- **Dataset excerpts**:
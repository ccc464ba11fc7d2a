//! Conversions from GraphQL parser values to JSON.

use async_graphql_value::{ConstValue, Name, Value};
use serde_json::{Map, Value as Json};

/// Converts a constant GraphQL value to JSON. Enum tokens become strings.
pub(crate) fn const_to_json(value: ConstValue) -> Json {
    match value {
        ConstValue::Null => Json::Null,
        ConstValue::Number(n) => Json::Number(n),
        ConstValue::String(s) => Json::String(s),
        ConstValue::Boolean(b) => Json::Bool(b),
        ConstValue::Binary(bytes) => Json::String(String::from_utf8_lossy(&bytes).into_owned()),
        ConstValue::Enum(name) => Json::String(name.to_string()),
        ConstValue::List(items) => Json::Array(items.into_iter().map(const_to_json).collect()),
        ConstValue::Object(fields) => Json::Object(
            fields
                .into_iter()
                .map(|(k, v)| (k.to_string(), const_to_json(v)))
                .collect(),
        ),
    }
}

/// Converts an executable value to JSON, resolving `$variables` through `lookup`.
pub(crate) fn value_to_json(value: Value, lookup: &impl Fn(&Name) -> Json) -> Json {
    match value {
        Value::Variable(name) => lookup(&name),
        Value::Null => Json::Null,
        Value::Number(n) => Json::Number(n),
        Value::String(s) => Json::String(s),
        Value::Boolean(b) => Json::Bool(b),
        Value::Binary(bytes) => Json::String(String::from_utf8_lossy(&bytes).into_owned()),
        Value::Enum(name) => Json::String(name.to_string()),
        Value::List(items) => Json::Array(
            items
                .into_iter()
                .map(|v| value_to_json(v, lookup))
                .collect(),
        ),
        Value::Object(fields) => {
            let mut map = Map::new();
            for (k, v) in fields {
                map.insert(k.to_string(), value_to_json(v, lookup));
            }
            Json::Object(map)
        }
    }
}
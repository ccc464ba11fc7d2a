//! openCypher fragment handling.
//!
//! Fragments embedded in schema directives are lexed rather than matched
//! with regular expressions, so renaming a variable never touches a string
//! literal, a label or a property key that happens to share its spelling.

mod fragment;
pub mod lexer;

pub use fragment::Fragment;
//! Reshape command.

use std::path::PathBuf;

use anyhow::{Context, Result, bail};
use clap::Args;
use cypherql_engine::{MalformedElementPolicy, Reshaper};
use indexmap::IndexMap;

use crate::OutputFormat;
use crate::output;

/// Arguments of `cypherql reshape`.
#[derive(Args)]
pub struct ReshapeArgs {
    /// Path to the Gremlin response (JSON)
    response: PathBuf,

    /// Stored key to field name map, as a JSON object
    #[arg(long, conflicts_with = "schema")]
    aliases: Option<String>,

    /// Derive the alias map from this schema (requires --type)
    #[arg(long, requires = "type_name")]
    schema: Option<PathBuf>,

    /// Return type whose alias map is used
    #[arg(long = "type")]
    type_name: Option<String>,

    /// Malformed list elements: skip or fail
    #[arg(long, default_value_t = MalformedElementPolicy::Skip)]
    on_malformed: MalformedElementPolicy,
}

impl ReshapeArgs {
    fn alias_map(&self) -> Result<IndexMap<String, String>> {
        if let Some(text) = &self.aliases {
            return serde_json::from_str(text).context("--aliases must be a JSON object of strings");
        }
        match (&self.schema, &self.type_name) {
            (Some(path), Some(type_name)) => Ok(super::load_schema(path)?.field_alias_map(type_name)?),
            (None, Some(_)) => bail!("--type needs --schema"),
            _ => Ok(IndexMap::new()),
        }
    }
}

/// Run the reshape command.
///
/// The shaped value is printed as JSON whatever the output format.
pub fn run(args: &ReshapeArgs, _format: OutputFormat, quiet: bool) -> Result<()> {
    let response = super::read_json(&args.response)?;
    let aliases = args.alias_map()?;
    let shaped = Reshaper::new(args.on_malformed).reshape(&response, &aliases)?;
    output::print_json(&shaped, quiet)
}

- **Exercise instructions**: All records must be transcribed exactly, with none left out.

- **Exercise output**:
repository ccc464ba11fc7d2a
//! Conversions from GraphQL parser values to JSON.

use async_graphql_value::{ConstValue, Name, Value};
use serde_json::{Map, Value as Json};

/// Converts a constant GraphQL value to JSON. Enum tokens become strings.
pub(crate) fn const_to_json(value: ConstValue) -> Json {
    match value {
        ConstValue::Null => Json::Null,
        ConstValue::Number(n) => Json::Number(n),
        ConstValue::String(s) => Json::String(s),
        ConstValue::Boolean(b) => Json::Bool(b),
        ConstValue::Binary(bytes) => Json::String(String::from_utf8_lossy(&bytes).into_owned()),
        ConstValue::Enum(name) => Json::String(name.to_string()),
        ConstValue::List(items) => Json::Array(items.into_iter().map(const_to_json).collect()),
        ConstValue::Object(fields) => Json::Object(
            fields
                .into_iter()
                .map(|(k, v)| (k.to_string(), const_to_json(v)))
                .collect(),
        ),
    }
}

/// Converts an executable value to JSON, resolving `$variables` through `lookup`.
pub(crate) fn value_to_json(value: Value, lookup: &impl Fn(&Name) -> Json) -> Json {
    match value {
        Value::Variable(name) => lookup(&name),
        Value::Null => Json::Null,
        Value::Number(n) => Json::Number(n),
        Value::String(s) => Json::String(s),
        Value::Boolean(b) => Json::Bool(b),
        Value::Binary(bytes) => Json::String(String::from_utf8_lossy(&bytes).into_owned()),
        Value::Enum(name) => Json::String(name.to_string()),
        Value::List(items) => Json::Array(
            items
                .into_iter()
                .map(|v| value_to_json(v, lookup))
                .collect(),
        ),
        Value::Object(fields) => {
            let mut map = Map::new();
            for (k, v) in fields {
                map.insert(k.to_string(), value_to_json(v, lookup));
            }
            Json::Object(map)
        }
    }
}
repository ccc464ba11fc7d2a
//! openCypher fragment handling.
//!
//! Fragments embedded in schema directives are lexed rather than matched
//! with regular expressions, so renaming a variable never touches a string
//! literal, a label or a property key that happens to share its spelling.

mod fragment;
pub mod lexer;

pub use fragment::Fragment;
//! Reshape command.

use std::path::PathBuf;

use anyhow::{Context, Result, bail};
use clap::Args;
use cypherql_engine::{MalformedElementPolicy, Reshaper};
use indexmap::IndexMap;

use crate::OutputFormat;
use crate::output;

/// Arguments of `cypherql reshape`.
#[derive(Args)]
pub struct ReshapeArgs {
    /// Path to the Gremlin response (JSON)
    response: PathBuf,

    /// Stored key to field name map, as a JSON object
    #[arg(long, conflicts_with = "schema")]
    aliases: Option<String>,

    /// Derive the alias map from this schema (requires --type)
    #[arg(long, requires = "type_name")]
    schema: Option<PathBuf>,

    /// Return type whose alias map is used
    #[arg(long = "type")]
    type_name: Option<String>,

    /// Malformed list elements: skip or fail
    #[arg(long, default_value_t = MalformedElementPolicy::Skip)]
    on_malformed: MalformedElementPolicy,
}

impl ReshapeArgs {
    fn alias_map(&self) -> Result<IndexMap<String, String>> {
        if let Some(text) = &self.aliases {
            return serde_json::from_str(text).context("--aliases must be a JSON object of strings");
        }
        match (&self.schema, &self.type_name) {
            (Some(path), Some(type_name)) => Ok(super::load_schema(path)?.field_alias_map(type_name)?),
            (None, Some(_)) => bail!("--type needs --schema"),
            _ => Ok(IndexMap::new()),
        }
    }
}

/// Run the reshape command.
///
/// The shaped value is printed as JSON whatever the output format.
pub fn run(args: &ReshapeArgs, _format: OutputFormat, quiet: bool) -> Result<()> {
    let response = super::read_json(&args.response)?;
    let aliases = args.alias_map()?;
    let shaped = Reshaper::new(args.on_malformed).reshape(&response, &aliases)?;
    output::print_json(&shaped, quiet)
}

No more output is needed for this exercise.